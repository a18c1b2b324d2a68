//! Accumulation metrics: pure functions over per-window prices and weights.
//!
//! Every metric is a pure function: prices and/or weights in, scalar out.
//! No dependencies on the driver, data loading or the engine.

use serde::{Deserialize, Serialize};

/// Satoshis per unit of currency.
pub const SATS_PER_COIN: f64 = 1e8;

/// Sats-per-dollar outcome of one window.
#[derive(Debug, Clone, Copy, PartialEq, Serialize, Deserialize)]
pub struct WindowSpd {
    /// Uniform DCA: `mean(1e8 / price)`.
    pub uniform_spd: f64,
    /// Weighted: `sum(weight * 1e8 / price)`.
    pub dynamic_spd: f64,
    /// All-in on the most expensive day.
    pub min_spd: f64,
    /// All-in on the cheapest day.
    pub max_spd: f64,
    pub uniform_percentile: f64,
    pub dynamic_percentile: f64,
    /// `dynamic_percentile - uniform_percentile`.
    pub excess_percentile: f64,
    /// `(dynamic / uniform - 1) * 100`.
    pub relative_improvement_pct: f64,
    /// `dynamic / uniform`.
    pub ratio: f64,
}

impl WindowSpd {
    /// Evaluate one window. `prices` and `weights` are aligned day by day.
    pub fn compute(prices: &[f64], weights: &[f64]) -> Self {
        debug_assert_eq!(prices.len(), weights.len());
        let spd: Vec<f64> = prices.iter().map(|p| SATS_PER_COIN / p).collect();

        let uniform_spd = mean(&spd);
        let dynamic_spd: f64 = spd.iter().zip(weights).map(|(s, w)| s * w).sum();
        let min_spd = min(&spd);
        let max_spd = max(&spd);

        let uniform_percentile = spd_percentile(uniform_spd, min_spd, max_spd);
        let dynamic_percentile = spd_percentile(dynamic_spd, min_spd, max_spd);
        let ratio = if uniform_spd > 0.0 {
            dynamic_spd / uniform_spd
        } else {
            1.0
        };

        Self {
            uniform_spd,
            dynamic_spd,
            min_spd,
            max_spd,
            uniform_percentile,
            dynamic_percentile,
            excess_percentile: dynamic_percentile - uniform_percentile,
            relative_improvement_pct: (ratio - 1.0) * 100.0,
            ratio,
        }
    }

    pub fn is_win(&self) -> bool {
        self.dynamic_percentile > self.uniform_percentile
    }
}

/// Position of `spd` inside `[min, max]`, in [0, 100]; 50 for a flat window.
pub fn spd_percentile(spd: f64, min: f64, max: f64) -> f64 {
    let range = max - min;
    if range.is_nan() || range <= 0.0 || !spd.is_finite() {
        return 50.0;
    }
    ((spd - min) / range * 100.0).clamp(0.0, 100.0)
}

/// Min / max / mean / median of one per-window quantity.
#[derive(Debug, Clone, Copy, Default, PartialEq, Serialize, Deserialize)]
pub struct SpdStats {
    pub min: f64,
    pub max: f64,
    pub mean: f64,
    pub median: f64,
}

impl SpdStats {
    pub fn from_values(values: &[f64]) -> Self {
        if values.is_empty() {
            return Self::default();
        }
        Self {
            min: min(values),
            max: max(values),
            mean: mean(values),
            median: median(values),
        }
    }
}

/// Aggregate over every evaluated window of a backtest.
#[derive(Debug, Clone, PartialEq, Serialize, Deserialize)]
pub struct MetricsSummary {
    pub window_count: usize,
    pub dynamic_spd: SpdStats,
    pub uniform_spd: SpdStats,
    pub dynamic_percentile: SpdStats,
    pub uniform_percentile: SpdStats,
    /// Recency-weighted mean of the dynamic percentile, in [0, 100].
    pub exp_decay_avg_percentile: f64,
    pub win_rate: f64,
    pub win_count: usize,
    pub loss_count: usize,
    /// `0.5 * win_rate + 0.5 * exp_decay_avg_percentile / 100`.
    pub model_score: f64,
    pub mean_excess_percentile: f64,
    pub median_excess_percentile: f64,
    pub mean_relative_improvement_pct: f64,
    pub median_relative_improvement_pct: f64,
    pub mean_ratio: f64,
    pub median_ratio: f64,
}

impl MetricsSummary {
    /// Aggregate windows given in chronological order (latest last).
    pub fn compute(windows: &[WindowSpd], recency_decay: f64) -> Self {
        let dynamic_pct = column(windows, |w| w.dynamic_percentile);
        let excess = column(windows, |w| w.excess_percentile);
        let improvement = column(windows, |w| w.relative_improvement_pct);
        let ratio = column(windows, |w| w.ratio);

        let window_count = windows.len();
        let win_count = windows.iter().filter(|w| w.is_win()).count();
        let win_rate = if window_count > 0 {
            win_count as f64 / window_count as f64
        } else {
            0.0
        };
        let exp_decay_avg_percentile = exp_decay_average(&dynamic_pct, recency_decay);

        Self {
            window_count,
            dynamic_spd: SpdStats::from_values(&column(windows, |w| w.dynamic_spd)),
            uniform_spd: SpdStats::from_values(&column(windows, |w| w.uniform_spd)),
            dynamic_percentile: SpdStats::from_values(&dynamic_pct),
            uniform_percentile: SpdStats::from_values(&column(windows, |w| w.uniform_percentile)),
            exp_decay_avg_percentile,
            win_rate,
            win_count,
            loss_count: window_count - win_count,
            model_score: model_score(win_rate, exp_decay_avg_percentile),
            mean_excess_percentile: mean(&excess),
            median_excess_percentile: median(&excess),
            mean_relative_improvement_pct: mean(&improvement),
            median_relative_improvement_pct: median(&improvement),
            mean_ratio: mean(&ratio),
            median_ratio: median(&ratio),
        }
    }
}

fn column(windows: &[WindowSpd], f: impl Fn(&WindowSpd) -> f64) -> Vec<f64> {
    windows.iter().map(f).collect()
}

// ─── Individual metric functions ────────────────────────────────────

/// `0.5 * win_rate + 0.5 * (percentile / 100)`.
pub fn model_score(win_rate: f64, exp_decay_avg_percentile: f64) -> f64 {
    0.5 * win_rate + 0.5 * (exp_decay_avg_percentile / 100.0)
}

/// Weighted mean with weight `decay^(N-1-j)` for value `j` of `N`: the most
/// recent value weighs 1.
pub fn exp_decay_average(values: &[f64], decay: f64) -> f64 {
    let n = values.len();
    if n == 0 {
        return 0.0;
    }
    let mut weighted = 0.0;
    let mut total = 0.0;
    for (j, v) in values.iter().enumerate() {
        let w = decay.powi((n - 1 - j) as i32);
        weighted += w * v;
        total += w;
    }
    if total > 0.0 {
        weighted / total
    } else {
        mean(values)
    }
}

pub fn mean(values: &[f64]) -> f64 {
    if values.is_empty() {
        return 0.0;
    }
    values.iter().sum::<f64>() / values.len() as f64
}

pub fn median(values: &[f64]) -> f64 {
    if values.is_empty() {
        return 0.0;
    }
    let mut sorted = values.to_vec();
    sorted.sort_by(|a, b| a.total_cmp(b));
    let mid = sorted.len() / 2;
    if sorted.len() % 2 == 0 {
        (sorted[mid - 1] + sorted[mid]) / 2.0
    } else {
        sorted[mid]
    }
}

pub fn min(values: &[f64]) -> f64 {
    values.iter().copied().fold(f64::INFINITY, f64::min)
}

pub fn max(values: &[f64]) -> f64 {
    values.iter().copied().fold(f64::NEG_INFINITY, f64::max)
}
==
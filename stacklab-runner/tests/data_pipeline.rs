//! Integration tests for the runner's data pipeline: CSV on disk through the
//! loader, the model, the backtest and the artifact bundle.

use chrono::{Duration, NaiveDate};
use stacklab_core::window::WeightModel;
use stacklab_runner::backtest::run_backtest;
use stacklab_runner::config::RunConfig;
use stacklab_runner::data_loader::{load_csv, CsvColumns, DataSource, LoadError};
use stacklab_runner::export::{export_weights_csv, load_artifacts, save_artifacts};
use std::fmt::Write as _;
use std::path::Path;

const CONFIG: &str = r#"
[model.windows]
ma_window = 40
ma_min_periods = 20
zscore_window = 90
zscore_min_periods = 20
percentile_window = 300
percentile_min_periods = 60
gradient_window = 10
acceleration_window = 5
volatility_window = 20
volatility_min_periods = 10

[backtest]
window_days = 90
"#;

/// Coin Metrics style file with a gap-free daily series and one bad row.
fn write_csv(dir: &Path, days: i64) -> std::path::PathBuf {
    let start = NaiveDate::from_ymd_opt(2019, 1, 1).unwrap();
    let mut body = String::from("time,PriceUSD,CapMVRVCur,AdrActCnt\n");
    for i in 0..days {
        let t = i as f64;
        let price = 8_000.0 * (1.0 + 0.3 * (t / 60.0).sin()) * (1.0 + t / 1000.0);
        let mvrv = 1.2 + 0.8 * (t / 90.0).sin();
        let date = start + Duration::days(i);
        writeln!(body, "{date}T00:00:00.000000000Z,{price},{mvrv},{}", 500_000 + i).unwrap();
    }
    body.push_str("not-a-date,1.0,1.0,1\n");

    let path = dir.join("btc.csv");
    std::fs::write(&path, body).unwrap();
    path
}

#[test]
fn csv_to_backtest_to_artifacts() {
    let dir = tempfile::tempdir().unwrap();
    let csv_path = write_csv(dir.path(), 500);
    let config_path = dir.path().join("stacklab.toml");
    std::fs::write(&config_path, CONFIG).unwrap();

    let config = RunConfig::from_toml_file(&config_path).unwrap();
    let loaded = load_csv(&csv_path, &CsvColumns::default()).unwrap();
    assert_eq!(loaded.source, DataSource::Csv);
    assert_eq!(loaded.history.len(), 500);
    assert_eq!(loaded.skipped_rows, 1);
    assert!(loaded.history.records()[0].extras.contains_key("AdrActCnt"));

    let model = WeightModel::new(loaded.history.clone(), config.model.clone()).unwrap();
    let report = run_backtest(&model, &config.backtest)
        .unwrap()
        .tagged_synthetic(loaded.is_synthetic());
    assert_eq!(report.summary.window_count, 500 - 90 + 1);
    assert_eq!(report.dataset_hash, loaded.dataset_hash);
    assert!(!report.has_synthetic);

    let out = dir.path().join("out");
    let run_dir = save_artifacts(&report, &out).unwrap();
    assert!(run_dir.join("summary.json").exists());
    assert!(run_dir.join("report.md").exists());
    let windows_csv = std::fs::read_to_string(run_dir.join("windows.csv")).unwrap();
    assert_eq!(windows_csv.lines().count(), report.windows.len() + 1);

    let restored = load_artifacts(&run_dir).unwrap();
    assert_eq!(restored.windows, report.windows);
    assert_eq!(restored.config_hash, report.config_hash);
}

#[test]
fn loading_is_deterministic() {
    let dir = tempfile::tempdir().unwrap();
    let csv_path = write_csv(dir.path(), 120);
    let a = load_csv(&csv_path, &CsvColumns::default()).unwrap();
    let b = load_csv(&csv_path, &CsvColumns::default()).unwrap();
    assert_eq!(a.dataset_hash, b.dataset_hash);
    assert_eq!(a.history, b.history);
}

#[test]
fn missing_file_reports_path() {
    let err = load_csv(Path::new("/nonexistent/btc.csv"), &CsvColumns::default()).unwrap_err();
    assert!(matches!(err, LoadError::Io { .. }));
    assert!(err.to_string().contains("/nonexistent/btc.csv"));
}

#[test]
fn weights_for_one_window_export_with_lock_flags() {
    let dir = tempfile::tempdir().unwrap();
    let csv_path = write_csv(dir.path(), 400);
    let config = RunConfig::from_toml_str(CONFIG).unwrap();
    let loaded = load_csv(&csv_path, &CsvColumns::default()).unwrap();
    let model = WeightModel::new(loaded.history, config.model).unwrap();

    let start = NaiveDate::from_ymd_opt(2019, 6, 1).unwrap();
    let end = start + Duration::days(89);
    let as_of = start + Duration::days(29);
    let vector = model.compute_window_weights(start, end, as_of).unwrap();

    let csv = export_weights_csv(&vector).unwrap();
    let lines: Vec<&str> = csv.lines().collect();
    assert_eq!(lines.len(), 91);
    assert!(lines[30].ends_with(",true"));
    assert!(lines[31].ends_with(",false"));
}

Task statement: Look above for the line with "repository a18c1b2b324d2a68" and the line with "of one window.". Retype those two lines and every line between them exactly, adding nothing.

Completed exercise:
repository a18c1b2b324d2a68
//! Accumulation metrics: pure functions over per-window prices and weights.
//!
//! Every metric is a pure function: prices and/or weights in, scalar out.
//! No dependencies on the driver, data loading or the engine.

use serde::{Deserialize, Serialize};

/// Satoshis per unit of currency.
pub const SATS_PER_COIN: f64 = 1e8;

/// Sats-per-dollar outcome of one window.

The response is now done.